4) Write down all the reasons you think the result should be important to your coworker.
5) Now write down all your guesses about the ways this result will benefit your coworker, especially emotionally.
After you've written down this list, take a black marker and draw a line through No. 3 and No. 4 -- because they don't matter. Never in workplace negotiation blather on about how a request benefits you (no one cares). You can also skip the part where you lecture others about why your goals should matter to them (you'll only make them mad).

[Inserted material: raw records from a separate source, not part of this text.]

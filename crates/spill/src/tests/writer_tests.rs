use crate::*;
use anyhow::Result;
use batch::Batch;
use config::Progress;
use serde_json::json;
use std::sync::atomic::{AtomicUsize, Ordering};
use std::sync::Arc;
use tempfile::tempdir;

#[test]
fn write_batch_sorts_keys() -> Result<()> {
    let dir = tempdir()?;
    let path = dir.path().join("sorted.spill");
    let mut batch = Batch::new();
    for k in ["delta", "alpha", "charlie", "bravo", "alpha"] {
        batch.push(k.to_string(), json!(k.len()));
    }

    let written = SpillWriter::write_batch(&path, &batch, None)?;
    assert_eq!(written, 4);

    let keys: Vec<String> = read_all(&path)?.into_iter().map(|r| r.key).collect();
    assert_eq!(keys, vec!["alpha", "bravo", "charlie", "delta"]);
    Ok(())
}

#[test]
fn empty_batch_creates_no_file() -> Result<()> {
    let dir = tempdir()?;
    let path = dir.path().join("empty.spill");
    let written = SpillWriter::write_batch(&path, &Batch::new(), None)?;
    assert_eq!(written, 0);
    assert!(!path.exists());
    Ok(())
}

#[test]
fn create_refuses_existing_path() -> Result<()> {
    let dir = tempdir()?;
    let path = dir.path().join("taken.spill");
    std::fs::write(&path, b"precious")?;

    let err = SpillWriter::create(&path, None).err().expect("must fail");
    match err {
        SpillError::Io(e) => assert_eq!(e.kind(), std::io::ErrorKind::AlreadyExists),
        other => panic!("unexpected error: {other:?}"),
    }
    assert_eq!(std::fs::read(&path)?, b"precious");
    Ok(())
}

#[test]
fn append_rejects_unsorted_or_duplicate_keys() -> Result<()> {
    let dir = tempdir()?;
    let mut w = SpillWriter::create(dir.path().join("w.spill"), None)?;
    w.append("b", &[json!(1)])?;

    let err = w.append("a", &[json!(2)]).unwrap_err();
    assert!(matches!(err, SpillError::OutOfOrder { .. }));
    let err = w.append("b", &[json!(3)]).unwrap_err();
    assert!(matches!(err, SpillError::OutOfOrder { .. }));

    w.append("c", &[])?;
    assert_eq!(w.finish()?, 2);
    Ok(())
}

#[test]
fn large_batches_flush_in_chunks_and_tick() -> Result<()> {
    let dir = tempdir()?;
    let path = dir.path().join("chunks.spill");
    let ticks = Arc::new(AtomicUsize::new(0));
    let t = ticks.clone();
    let progress = Progress::new(move || {
        t.fetch_add(1, Ordering::SeqCst);
    });

    let mut batch = Batch::new();
    for i in 0..1_000 {
        batch.push(format!("k{:04}", i), json!("v".repeat(50)));
    }
    SpillWriter::write_batch(&path, &batch, Some(&progress))?;

    let size = std::fs::metadata(&path)?.len() as usize;
    let expected_flushes = size / (WRITE_FLUSH_BYTES + 100);
    assert!(
        ticks.load(Ordering::SeqCst) >= expected_flushes.max(1),
        "expected at least {} ticks for {} bytes",
        expected_flushes,
        size
    );
    assert_eq!(read_all(&path)?.len(), 1_000);
    Ok(())
}

#[test]
fn small_batch_does_not_tick() -> Result<()> {
    let dir = tempdir()?;
    let ticks = Arc::new(AtomicUsize::new(0));
    let t = ticks.clone();
    let progress = Progress::new(move || {
        t.fetch_add(1, Ordering::SeqCst);
    });

    let mut batch = Batch::new();
    batch.push("a".into(), json!(1));
    SpillWriter::write_batch(dir.path().join("s.spill"), &batch, Some(&progress))?;
    assert_eq!(ticks.load(Ordering::SeqCst), 0);
    Ok(())
}
use std::fs::File;
use std::io::{self, Read, Seek, SeekFrom};
use std::path::{Path, PathBuf};

use crate::format::{corrupt, decode_body, parse_length_prefix, Record, READ_BUFFER_BYTES};
use crate::Result;

/// Forward-only reader that decodes one record at a time from a spill file.
///
/// Each call to [`next_record`](RecordReader::next_record) reads up to
/// [`READ_BUFFER_BYTES`] from the current offset into a fixed buffer. A record
/// longer than that is re-read in full into a one-off buffer sized exactly to
/// it, so records of any length are supported without growing the fixed one.
///
/// The file handle is released exactly once: on end of stream, on the first
/// error, or on drop, whichever comes first. After that every call returns
/// `Ok(None)`.
pub struct RecordReader {
    path: PathBuf,
    file: Option<File>,
    buf: Box<[u8]>,
    offset: u64,
    /// Fetched on the first read and cached.
    file_size: Option<u64>,
}

impl RecordReader {
    pub fn open<P: AsRef<Path>>(path: P) -> Result<Self> {
        let path = path.as_ref().to_path_buf();
        let file = File::open(&path)?;
        Ok(Self {
            path,
            file: Some(file),
            buf: vec![0u8; READ_BUFFER_BYTES].into_boxed_slice(),
            offset: 0,
            file_size: None,
        })
    }

    /// Returns the next record, or `None` once the file is exhausted.
    ///
    /// # Errors
    ///
    /// I/O failures, framing corruption and malformed JSON are returned as
    /// errors; the handle is closed before the error propagates.
    pub fn next_record(&mut self) -> Result<Option<Record>> {
        let result = self.read_next();
        match &result {
            Ok(Some(_)) => {}
            Ok(None) | Err(_) => self.close(),
        }
        result
    }

    fn read_next(&mut self) -> Result<Option<Record>> {
        let offset = self.offset;
        let file = match self.file.as_mut() {
            Some(f) => f,
            None => return Ok(None),
        };

        let file_size = match self.file_size {
            Some(size) => size,
            None => {
                let size = file.metadata()?.len();
                self.file_size = Some(size);
                size
            }
        };

        file.seek(SeekFrom::Start(offset))?;
        let n = read_fill(file, &mut self.buf)?;
        if n == 0 {
            return Ok(None);
        }

        let (body_len, header) = parse_length_prefix(&self.buf[..n], offset)?;
        let total = header
            .checked_add(body_len)
            .ok_or_else(|| corrupt(offset, "record length overflows"))?;
        if offset + total as u64 > file_size {
            return Err(corrupt(offset, "record runs past end of file"));
        }

        let record = if total <= n {
            decode_body(&self.buf[header..total], offset)?
        } else {
            // Oversized record: read it whole from the same offset.
            let mut big = vec![0u8; total];
            file.seek(SeekFrom::Start(offset))?;
            file.read_exact(&mut big)?;
            decode_body(&big[header..], offset)?
        };

        self.offset = offset + total as u64;
        Ok(Some(record))
    }

    fn close(&mut self) {
        if self.file.take().is_some() {
            log::trace!("closed spill reader {} at offset {}", self.path.display(), self.offset);
        }
    }

    /// Returns `true` once the underlying handle has been released.
    #[must_use]
    pub fn is_closed(&self) -> bool {
        self.file.is_none()
    }

    /// Byte offset of the next record.
    #[must_use]
    pub fn offset(&self) -> u64 {
        self.offset
    }

    pub fn path(&self) -> &Path {
        &self.path
    }
}

impl Iterator for RecordReader {
    type Item = Result<Record>;

    fn next(&mut self) -> Option<Self::Item> {
        self.next_record().transpose()
    }
}

/// Reads every record in `path` into memory.
pub fn read_all<P: AsRef<Path>>(path: P) -> Result<Vec<Record>> {
    RecordReader::open(path)?.collect()
}

/// Reads until `buf` is full or the file ends. Returns the bytes read.
fn read_fill<R: Read>(r: &mut R, buf: &mut [u8]) -> io::Result<usize> {
    let mut filled = 0;
    while filled < buf.len() {
        match r.read(&mut buf[filled..]) {
            Ok(0) => break,
            Ok(n) => filled += n,
            Err(e) if e.kind() == io::ErrorKind::Interrupted => continue,
            Err(e) => return Err(e),
        }
    }
    Ok(filled)
}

Navigating workplace relationships is a lot like dealing with any law of nature. You may not agree with or like gravity, hurricanes or riptides, but if you argue with Mother Nature, she will win anyway.
Remember: In evolution, adaptability allows a species to survive. If you enter the workplace insisting people conform to your viewpoint, all your energy will go into fighting human nature. Once you work with and not against nature, you can put your energy into thriving at your job!
The last word(s)
Q. I have a friend at work who always insists on getting into conflicts to prove he is right. Is there any way to point out he is ruining his career?
A. No, he has signed up for an education with the School of Hard Knocks. Numerous bad experiences will have to be his teacher.
(Daneen Skube, Ph.D., executive coach, trainer, therapist and speaker, also appears as the FOX Channel's "Workplace Guru" each Monday morning. She's the author of "Interpersonal Edge: Breakthrough Tools for Talking to Anyone, Anywhere, About Anything" (Hay House, 2006). You can contact Dr. Skube at http://www.interpersonaledge.com or 1420 NW Gilman Blvd., #2845, Issaquah, WA 98027. Sorry, no personal replies.)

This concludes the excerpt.